Aku tidak tahan untuk tidak mencibir. Mobil baru itu, kan, dia yang pakai? Sedangkan aku dapat mobil bekas dia. Lah, kenapa jadi aku yang harus mati-matian memikirkan membayar tagihan? Amyra memang tidak pernah berubah! Penuh perhitungan, jeli melihat peluang, mahir memanfaatkan keadaan, dan akan merasa sangat rugi kalau sampai melewatkan kesempatan.
“Dih, malah melamun!” Amyra melenggang melewatiku. Dia sudah siap dengan pakaian kerjanya. Sapuan makeup tipis mempercantik parasnya. Sayang, hatinya tidak sebaik penampilannya.

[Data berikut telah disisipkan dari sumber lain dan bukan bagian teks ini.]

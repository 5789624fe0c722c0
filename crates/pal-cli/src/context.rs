use std::path::PathBuf;

use anyhow::{Context, Result};
use pal_services::Services;
use pal_store::Store;
use pal_types::PalConfig;

/// Everything a handler needs: configuration resolved from file + env +
/// flags, and a service layer over the opened store.
pub struct CliContext {
    pub services: Services,
}

impl CliContext {
    pub fn new(db: Option<&str>, project_root: Option<&str>) -> Result<Self> {
        let mut config = PalConfig::load();
        if let Some(root) = project_root {
            config.project_root = Some(PathBuf::from(root));
        }
        if let Some(db) = db {
            config.db_path = Some(PathBuf::from(db));
        }

        let db_path = config.resolve_db_path();
        let store = Store::open(&db_path)
            .with_context(|| format!("cannot open database at {}", db_path.display()))?;

        Ok(Self {
            services: Services::new(store, config),
        })
    }
}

Dia perempuan yang kamu nikahi sepuluh tahun lalu! Sebelah hatiku mengingatkan. Sialan! Aku benci mengakui kebenaran.
Ya, tapi … andai dia tidak menejebakku, tidak mungkin pernikahan ini terjadi! Sisi lain hatiku menyahut.
“Papa kenapa?” Rio bertanya. Dia terlihat khawatir.
“Papa nggak enak badan.”
“Papa nggak kenapa-kenapa!”
Ucapanku berbarengan dengan Amyra. Dua detik kami berpandangan, bisa kurasakan tatapan tajamnya yang tidak sedikit pun menyimpan belas kasihan.
“Kalau Papa sakit, harusnya diam di rumah aja, kan, Ma?” Rio memandang sang mama. “Istirahat supaya cepat sembuh.”
Itu anakku! Berbeda sekali dengan watak ibunya.
“Rio sayang, nggak bisa gitu, dong! Papa punya kewajiban besar yang harus dia penuhi. Kalau nggak kerja, nanti mobil yang Mama pakai diambil sama orang,” terang Amyra sambil memandang lekat anak itu, memberi pengertian yang kurasa sangat jauh dari pemahamannya.
“Sehari aja nggak bisa, Ma? Nanti kalau Papa kecelakaan gimana?”
Aku salut pada perhatiannya. Rio berpikir jauh lebih dewasa dari usianya.
Amyra mendengkus. Dia menoleh padaku, mungkin merasa kalah dan tidak punya pilihan lain. Dia pasti menghindari perdebatan dengan anak semata wayang kami. “Kamu pergi dulu pagi ini, terima orderan semampunya aja, Mas. Yang penting ada buat setoran. Kalau badannya dirasa makin nggak enak, Mas Arya boleh pulang.”
Rio bersorak. “Nah, gitu, dong, Ma! Mama terbaik!” serunya senang.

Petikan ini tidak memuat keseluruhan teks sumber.